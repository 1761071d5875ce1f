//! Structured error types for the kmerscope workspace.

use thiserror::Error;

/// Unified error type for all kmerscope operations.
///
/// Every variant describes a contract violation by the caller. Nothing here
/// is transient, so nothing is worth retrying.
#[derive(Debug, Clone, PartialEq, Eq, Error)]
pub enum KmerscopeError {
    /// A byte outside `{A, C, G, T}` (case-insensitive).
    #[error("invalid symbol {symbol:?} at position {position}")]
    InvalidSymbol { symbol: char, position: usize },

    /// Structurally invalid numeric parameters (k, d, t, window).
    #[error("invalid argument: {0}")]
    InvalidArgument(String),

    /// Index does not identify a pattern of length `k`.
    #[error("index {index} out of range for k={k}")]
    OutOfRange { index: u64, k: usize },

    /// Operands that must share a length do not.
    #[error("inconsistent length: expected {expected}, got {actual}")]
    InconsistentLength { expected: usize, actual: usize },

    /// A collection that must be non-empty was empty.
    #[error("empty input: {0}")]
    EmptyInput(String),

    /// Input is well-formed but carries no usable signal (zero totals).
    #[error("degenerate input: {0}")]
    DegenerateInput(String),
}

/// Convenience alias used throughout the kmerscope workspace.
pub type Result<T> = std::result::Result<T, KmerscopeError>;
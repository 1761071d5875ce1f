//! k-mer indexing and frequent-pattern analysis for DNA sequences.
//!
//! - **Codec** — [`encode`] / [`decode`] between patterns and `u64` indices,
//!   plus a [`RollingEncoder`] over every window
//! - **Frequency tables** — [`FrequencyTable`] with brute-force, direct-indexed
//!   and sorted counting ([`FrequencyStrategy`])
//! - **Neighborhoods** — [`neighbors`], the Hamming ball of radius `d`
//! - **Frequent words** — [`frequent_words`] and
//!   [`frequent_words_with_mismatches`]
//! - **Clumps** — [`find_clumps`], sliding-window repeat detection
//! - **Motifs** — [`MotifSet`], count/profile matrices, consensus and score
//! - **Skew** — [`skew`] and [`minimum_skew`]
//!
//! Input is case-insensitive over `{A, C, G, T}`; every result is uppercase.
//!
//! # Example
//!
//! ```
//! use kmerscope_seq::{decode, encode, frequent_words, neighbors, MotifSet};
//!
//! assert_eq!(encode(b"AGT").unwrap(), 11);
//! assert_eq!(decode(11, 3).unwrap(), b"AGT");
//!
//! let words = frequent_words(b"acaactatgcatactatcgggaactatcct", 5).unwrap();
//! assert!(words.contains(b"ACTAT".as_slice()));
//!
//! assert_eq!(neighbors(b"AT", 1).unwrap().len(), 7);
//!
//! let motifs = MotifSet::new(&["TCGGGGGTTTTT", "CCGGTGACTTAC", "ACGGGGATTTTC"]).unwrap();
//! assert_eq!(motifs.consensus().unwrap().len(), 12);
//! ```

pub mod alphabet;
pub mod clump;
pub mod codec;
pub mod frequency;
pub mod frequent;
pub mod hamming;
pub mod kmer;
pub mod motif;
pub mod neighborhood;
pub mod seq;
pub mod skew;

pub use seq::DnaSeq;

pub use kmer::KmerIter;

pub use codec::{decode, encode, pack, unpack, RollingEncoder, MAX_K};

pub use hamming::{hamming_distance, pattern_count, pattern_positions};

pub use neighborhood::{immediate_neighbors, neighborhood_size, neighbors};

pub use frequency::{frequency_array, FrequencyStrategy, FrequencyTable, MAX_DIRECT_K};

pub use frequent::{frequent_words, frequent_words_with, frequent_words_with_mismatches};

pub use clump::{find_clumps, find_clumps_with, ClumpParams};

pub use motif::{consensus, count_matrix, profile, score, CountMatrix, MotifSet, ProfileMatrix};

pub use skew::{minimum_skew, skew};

> _Try it_
If a line in the material contains the word "expected", copy that line.

> _Answer for this exercise_
    #[error("inconsistent length: expected {expected}, got {actual}")]
    InconsistentLength { expected: usize, actual: usize },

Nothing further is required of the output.